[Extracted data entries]
──────────────────────────────

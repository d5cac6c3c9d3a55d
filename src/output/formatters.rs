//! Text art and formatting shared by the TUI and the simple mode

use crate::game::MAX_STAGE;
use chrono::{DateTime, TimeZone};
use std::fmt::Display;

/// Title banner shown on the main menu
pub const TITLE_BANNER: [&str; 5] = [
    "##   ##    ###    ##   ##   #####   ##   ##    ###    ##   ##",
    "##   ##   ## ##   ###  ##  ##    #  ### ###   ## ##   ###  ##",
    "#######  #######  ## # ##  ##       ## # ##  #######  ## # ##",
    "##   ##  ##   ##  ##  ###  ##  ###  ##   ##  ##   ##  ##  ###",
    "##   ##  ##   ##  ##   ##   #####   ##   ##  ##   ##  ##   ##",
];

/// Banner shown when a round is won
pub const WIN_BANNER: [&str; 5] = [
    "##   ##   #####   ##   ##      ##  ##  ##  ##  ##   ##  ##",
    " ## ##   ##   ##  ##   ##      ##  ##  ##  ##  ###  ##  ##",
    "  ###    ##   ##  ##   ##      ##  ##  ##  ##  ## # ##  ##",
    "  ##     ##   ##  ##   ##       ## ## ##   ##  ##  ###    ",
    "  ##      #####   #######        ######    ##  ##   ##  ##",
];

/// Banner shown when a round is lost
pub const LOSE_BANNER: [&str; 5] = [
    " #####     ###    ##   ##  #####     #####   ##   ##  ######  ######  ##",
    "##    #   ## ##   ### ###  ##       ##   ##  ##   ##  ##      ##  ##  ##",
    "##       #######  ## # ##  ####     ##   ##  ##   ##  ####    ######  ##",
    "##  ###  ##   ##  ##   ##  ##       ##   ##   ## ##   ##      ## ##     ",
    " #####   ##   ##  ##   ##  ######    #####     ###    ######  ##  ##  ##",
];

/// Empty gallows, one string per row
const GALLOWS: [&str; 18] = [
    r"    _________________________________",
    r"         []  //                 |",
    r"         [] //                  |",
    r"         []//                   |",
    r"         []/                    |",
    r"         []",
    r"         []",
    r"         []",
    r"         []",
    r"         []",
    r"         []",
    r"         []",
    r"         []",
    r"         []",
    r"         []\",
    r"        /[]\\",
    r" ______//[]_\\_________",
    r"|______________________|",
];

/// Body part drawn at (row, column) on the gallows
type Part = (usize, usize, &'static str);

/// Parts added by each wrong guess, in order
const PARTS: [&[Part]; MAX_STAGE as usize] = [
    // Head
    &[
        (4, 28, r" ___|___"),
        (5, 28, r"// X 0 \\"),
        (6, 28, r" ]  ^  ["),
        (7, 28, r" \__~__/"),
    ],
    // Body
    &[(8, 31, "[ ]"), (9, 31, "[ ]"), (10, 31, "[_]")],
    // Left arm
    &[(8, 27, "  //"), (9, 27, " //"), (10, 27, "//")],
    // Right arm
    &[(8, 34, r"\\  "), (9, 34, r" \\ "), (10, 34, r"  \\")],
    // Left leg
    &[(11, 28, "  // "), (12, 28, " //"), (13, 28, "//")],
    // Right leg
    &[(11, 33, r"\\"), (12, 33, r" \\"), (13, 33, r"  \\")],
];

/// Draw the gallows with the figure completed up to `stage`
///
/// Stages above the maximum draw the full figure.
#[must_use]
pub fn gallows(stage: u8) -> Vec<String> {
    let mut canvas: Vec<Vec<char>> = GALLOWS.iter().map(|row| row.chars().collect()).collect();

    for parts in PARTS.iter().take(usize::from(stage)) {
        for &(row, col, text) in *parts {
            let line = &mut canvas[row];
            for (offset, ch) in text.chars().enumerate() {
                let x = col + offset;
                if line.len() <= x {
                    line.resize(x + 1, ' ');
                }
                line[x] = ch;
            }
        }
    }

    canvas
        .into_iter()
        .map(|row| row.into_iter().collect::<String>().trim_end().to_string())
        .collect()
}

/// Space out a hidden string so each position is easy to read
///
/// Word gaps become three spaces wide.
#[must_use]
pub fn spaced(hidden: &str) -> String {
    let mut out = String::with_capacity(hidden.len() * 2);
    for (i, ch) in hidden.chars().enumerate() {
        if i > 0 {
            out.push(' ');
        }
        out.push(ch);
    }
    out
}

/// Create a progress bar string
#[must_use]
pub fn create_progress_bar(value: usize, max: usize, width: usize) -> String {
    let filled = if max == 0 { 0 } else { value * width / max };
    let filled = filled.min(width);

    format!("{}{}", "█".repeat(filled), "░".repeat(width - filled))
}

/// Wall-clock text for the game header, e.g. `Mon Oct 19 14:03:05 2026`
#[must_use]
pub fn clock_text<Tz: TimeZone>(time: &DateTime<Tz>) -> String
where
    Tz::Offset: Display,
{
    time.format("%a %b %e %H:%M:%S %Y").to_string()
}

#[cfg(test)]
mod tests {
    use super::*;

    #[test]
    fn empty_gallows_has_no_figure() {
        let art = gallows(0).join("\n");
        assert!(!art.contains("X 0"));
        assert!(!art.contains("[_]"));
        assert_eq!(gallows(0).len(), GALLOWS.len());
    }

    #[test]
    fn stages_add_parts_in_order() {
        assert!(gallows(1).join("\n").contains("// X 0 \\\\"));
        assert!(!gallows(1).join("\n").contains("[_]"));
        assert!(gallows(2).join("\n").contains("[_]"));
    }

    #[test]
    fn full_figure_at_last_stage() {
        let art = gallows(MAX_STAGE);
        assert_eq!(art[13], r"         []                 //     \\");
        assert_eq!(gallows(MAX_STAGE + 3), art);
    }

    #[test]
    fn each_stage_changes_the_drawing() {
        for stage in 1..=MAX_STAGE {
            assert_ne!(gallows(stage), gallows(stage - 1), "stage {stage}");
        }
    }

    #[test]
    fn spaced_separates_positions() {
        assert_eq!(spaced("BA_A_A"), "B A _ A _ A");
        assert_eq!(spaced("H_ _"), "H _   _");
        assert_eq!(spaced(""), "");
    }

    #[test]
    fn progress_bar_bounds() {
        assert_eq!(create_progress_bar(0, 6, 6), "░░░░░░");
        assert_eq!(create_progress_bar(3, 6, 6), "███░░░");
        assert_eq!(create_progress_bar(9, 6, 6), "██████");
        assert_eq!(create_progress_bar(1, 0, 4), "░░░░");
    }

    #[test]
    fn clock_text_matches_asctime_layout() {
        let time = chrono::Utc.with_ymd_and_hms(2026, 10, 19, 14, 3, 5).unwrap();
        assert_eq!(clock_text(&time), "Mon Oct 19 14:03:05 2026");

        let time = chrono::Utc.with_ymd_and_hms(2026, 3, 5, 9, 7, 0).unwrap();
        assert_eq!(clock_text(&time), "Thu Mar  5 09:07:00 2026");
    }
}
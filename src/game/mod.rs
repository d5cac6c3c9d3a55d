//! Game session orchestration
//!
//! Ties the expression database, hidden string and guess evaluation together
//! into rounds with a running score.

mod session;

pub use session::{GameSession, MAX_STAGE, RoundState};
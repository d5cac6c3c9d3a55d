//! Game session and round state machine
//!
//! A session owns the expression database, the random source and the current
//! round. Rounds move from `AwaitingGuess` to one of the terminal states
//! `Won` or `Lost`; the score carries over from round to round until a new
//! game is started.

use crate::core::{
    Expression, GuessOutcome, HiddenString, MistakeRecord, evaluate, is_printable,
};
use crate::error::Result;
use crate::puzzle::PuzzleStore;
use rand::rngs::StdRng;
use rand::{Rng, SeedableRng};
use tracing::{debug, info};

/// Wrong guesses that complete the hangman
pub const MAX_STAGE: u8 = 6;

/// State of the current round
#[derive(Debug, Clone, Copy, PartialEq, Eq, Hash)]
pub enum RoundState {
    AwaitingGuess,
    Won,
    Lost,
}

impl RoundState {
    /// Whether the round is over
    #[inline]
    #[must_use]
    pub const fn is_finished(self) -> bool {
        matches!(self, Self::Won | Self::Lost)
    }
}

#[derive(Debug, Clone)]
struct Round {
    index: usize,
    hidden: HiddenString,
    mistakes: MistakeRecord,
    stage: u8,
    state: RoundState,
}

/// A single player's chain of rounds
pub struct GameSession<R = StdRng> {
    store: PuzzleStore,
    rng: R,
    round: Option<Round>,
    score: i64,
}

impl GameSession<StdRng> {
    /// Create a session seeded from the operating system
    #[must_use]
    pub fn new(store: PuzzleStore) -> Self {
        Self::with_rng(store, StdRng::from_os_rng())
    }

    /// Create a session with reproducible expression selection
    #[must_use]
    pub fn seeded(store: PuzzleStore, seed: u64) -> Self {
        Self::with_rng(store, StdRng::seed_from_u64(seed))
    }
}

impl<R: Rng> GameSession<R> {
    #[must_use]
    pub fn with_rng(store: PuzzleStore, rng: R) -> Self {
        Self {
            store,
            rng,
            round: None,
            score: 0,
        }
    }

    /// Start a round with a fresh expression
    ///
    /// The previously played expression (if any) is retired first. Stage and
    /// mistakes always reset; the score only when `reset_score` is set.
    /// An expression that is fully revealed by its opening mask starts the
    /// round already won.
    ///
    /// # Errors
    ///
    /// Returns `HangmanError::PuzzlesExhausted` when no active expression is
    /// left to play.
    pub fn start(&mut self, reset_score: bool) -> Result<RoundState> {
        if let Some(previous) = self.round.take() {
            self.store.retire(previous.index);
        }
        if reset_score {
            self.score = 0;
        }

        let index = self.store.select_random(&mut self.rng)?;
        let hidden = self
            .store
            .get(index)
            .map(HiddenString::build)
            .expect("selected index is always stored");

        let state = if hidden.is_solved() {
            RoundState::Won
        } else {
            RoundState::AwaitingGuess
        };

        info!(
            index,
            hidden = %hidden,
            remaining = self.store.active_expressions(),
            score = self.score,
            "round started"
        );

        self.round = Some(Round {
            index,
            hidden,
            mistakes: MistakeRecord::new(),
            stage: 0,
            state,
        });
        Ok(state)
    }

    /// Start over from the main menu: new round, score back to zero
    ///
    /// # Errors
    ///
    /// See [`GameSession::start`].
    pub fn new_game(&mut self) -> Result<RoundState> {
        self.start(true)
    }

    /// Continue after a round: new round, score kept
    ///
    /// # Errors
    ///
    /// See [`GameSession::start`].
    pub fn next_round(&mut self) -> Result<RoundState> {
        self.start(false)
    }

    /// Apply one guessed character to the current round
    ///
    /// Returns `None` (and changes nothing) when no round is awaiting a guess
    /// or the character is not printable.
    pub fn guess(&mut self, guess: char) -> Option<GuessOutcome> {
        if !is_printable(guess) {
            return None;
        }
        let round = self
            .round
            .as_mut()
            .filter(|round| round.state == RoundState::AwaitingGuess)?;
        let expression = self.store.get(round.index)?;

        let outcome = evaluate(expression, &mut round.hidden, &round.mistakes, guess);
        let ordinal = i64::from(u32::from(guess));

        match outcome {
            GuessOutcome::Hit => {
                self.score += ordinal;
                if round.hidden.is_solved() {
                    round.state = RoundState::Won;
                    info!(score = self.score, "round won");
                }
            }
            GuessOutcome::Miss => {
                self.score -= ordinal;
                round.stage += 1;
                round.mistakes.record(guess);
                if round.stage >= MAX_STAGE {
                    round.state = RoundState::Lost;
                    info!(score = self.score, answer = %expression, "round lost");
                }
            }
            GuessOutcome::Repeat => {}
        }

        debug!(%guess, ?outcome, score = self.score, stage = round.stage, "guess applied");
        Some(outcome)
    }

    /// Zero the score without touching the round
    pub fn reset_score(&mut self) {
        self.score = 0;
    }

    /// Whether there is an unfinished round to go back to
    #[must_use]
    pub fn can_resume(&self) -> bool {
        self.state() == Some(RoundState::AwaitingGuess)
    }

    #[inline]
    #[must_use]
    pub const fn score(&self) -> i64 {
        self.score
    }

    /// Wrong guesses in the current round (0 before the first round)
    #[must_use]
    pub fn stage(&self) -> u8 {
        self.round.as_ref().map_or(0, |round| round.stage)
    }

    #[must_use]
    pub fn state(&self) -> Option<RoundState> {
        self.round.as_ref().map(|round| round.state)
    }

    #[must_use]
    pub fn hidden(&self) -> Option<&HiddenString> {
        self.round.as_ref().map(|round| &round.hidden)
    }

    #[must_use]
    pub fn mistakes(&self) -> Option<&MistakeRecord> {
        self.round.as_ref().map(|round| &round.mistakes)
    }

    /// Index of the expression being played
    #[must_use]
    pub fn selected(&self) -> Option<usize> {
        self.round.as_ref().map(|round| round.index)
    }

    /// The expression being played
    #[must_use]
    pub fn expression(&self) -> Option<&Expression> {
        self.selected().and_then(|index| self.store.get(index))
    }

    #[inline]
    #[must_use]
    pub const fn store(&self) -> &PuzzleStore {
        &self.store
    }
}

──────────────────────────────

If a line in the records contains the word "unwrap", copy it.

        let time = chrono::Utc.with_ymd_and_hms(2026, 10, 19, 14, 3, 5).unwrap();
        let time = chrono::Utc.with_ymd_and_hms(2026, 3, 5, 9, 7, 0).unwrap();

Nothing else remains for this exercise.